(WHAT IS BEING ASKED)
Set down each record exactly as written.

(DATASET CONTENT)
pub mod common;

mod api_tests;
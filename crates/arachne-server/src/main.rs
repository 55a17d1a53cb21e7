use std::sync::Arc;
use std::time::Duration;

use anyhow::Context;
use tokio::net::TcpListener;
use tower_http::cors::CorsLayer;
use tower_http::trace::TraceLayer;
use tracing_subscriber::EnvFilter;

use arachne_core::{FileExporter, Orchestrator, OrchestratorConfig};
use arachne_db::{Database, DatabaseConfig};
use arachne_server::routes;
use arachne_server::state::AppState;

#[tokio::main]
async fn main() -> anyhow::Result<()> {
    let _ = dotenvy::dotenv();

    tracing_subscriber::fmt()
        .with_env_filter(EnvFilter::from_default_env().add_directive("arachne=info".parse()?))
        .with_target(false)
        .init();

    let port = std::env::var("ARACHNE_SERVER_PORT").unwrap_or_else(|_| "3000".to_string());
    let addr = format!("0.0.0.0:{port}");
    let out_dir = std::env::var("ARACHNE_OUT_DIR").unwrap_or_else(|_| "out".to_string());
    let ack_timeout = match std::env::var("ARACHNE_ACK_TIMEOUT") {
        Ok(raw) => raw
            .parse()
            .with_context(|| format!("Invalid ARACHNE_ACK_TIMEOUT '{raw}'"))?,
        Err(_) => 10,
    };

    let db = Database::connect(&DatabaseConfig::from_env()?).await?;
    db.migrate().await?;

    let orchestrator = Orchestrator::new(
        db.broker(),
        FileExporter::new(out_dir),
        OrchestratorConfig::default().with_ack_timeout(Duration::from_secs(ack_timeout)),
    );
    let state = Arc::new(AppState::new(orchestrator.clone()));

    let app = routes::router(state)
        .layer(TraceLayer::new_for_http())
        .layer(CorsLayer::permissive());

    tracing::info!("Starting server on {addr}");
    let listener = TcpListener::bind(&addr).await?;
    axum::serve(listener, app)
        .with_graceful_shutdown(shutdown_signal())
        .await?;

    // Leave worker nodes stopped rather than crawling an orphaned job.
    if orchestrator.phase().is_active() {
        orchestrator.stop().await?;
    }

    Ok(())
}

async fn shutdown_signal() {
    if let Err(e) = tokio::signal::ctrl_c().await {
        tracing::error!(error = %e, "Failed to install Ctrl-C handler");
        std::future::pending::<()>().await;
    }
    tracing::info!("Shutdown signal received");
}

(SOLUTION TO THE EXERCISE)
pub mod common;

mod api_tests;
filename crates/arachne-server/src/main.rs
repository 55a17d1a53cb21e7
use std::sync::Arc;
use std::time::Duration;

use anyhow::Context;
use tokio::net::TcpListener;
use tower_http::cors::CorsLayer;
use tower_http::trace::TraceLayer;
use tracing_subscriber::EnvFilter;

use arachne_core::{FileExporter, Orchestrator, OrchestratorConfig};
use arachne_db::{Database, DatabaseConfig};
use arachne_server::routes;
use arachne_server::state::AppState;

#[tokio::main]
async fn main() -> anyhow::Result<()> {
    let _ = dotenvy::dotenv();

    tracing_subscriber::fmt()
        .with_env_filter(EnvFilter::from_default_env().add_directive("arachne=info".parse()?))
        .with_target(false)
        .init();

    let port = std::env::var("ARACHNE_SERVER_PORT").unwrap_or_else(|_| "3000".to_string());
    let addr = format!("0.0.0.0:{port}");
    let out_dir = std::env::var("ARACHNE_OUT_DIR").unwrap_or_else(|_| "out".to_string());
    let ack_timeout = match std::env::var("ARACHNE_ACK_TIMEOUT") {
        Ok(raw) => raw
            .parse()
            .with_context(|| format!("Invalid ARACHNE_ACK_TIMEOUT '{raw}'"))?,
        Err(_) => 10,
    };

    let db = Database::connect(&DatabaseConfig::from_env()?).await?;
    db.migrate().await?;

    let orchestrator = Orchestrator::new(
        db.broker(),
        FileExporter::new(out_dir),
        OrchestratorConfig::default().with_ack_timeout(Duration::from_secs(ack_timeout)),
    );
    let state = Arc::new(AppState::new(orchestrator.clone()));

    let app = routes::router(state)
        .layer(TraceLayer::new_for_http())
        .layer(CorsLayer::permissive());

    tracing::info!("Starting server on {addr}");
    let listener = TcpListener::bind(&addr).await?;
    axum::serve(listener, app)
        .with_graceful_shutdown(shutdown_signal())
        .await?;

    // Leave worker nodes stopped rather than crawling an orphaned job.
    if orchestrator.phase().is_active() {
        orchestrator.stop().await?;
    }

    Ok(())
}

async fn shutdown_signal() {
    if let Err(e) = tokio::signal::ctrl_c().await {
        tracing::error!(error = %e, "Failed to install Ctrl-C handler");
        std::future::pending::<()>().await;
    }
    tracing::info!("Shutdown signal received");
}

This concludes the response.